Directions for this task |
Write out the entries, please, from the line containing "use std::sync::RwLockWriteGuard;" through their final line, exactly and with nothing else.
================================
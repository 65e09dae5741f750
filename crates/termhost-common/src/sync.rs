//! Lock helpers that survive poisoning.
//!
//! A panic inside a reader task must not take the whole host down, so a
//! poisoned lock is logged and then used as-is.

use std::sync::Mutex;
use std::sync::MutexGuard;
use std::sync::RwLock;
use std::sync::RwLockReadGuard;
use std::sync::RwLockWriteGuard;
use std::sync::atomic::{AtomicU64, Ordering};
use tracing::error;

static POISON_RECOVERY_COUNT: AtomicU64 = AtomicU64::new(0);

pub fn poison_recovery_count() -> u64 {
    POISON_RECOVERY_COUNT.load(Ordering::Relaxed)
}

fn record_poison_recovery(kind: &'static str) {
    POISON_RECOVERY_COUNT.fetch_add(1, Ordering::Relaxed);
    error!(
        lock = kind,
        "Lock poisoned by a panicking holder; recovering inner state"
    );
}

pub fn rwlock_read_or_recover<T>(lock: &RwLock<T>) -> RwLockReadGuard<'_, T> {
    lock.read().unwrap_or_else(|poisoned| {
        record_poison_recovery("rwlock_read");
        poisoned.into_inner()
    })
}

pub fn rwlock_write_or_recover<T>(lock: &RwLock<T>) -> RwLockWriteGuard<'_, T> {
    lock.write().unwrap_or_else(|poisoned| {
        record_poison_recovery("rwlock_write");
        poisoned.into_inner()
    })
}

pub fn mutex_lock_or_recover<T>(lock: &Mutex<T>) -> MutexGuard<'_, T> {
    lock.lock().unwrap_or_else(|poisoned| {
        record_poison_recovery("mutex");
        poisoned.into_inner()
    })
}

#[cfg(test)]
mod tests {
    use super::*;
    use std::sync::Arc;

    #[test]
    fn test_mutex_recovers_after_panic() {
        let lock = Arc::new(Mutex::new(vec![1]));
        let poisoner = Arc::clone(&lock);
        let _ = std::thread::spawn(move || {
            let mut guard = poisoner.lock().unwrap();
            guard.push(2);
            panic!("poison the lock");
        })
        .join();

        assert!(lock.is_poisoned());
        let before = poison_recovery_count();
        let guard = mutex_lock_or_recover(&lock);
        assert_eq!(*guard, vec![1, 2]);
        assert!(poison_recovery_count() > before);
    }

    #[test]
    fn test_rwlock_helpers_on_healthy_lock() {
        let lock = RwLock::new(5);
        *rwlock_write_or_recover(&lock) += 1;
        assert_eq!(*rwlock_read_or_recover(&lock), 6);
    }
}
================================
Reply to the task |
use std::sync::RwLockWriteGuard;
use std::sync::atomic::{AtomicU64, Ordering};
use tracing::error;

static POISON_RECOVERY_COUNT: AtomicU64 = AtomicU64::new(0);

pub fn poison_recovery_count() -> u64 {
    POISON_RECOVERY_COUNT.load(Ordering::Relaxed)
}

fn record_poison_recovery(kind: &'static str) {
    POISON_RECOVERY_COUNT.fetch_add(1, Ordering::Relaxed);
    error!(
        lock = kind,
        "Lock poisoned by a panicking holder; recovering inner state"
    );
}

pub fn rwlock_read_or_recover<T>(lock: &RwLock<T>) -> RwLockReadGuard<'_, T> {
    lock.read().unwrap_or_else(|poisoned| {
        record_poison_recovery("rwlock_read");
        poisoned.into_inner()
    })
}

pub fn rwlock_write_or_recover<T>(lock: &RwLock<T>) -> RwLockWriteGuard<'_, T> {
    lock.write().unwrap_or_else(|poisoned| {
        record_poison_recovery("rwlock_write");
        poisoned.into_inner()
    })
}

pub fn mutex_lock_or_recover<T>(lock: &Mutex<T>) -> MutexGuard<'_, T> {
    lock.lock().unwrap_or_else(|poisoned| {
        record_poison_recovery("mutex");
        poisoned.into_inner()
    })
}

#[cfg(test)]
mod tests {
    use super::*;
    use std::sync::Arc;

    #[test]
    fn test_mutex_recovers_after_panic() {
        let lock = Arc::new(Mutex::new(vec![1]));
        let poisoner = Arc::clone(&lock);
        let _ = std::thread::spawn(move || {
            let mut guard = poisoner.lock().unwrap();
            guard.push(2);
            panic!("poison the lock");
        })
        .join();

        assert!(lock.is_poisoned());
        let before = poison_recovery_count();
        let guard = mutex_lock_or_recover(&lock);
        assert_eq!(*guard, vec![1, 2]);
        assert!(poison_recovery_count() > before);
    }

    #[test]
    fn test_rwlock_helpers_on_healthy_lock() {
        let lock = RwLock::new(5);
        *rwlock_write_or_recover(&lock) += 1;
        assert_eq!(*rwlock_read_or_recover(&lock), 6);
    }
}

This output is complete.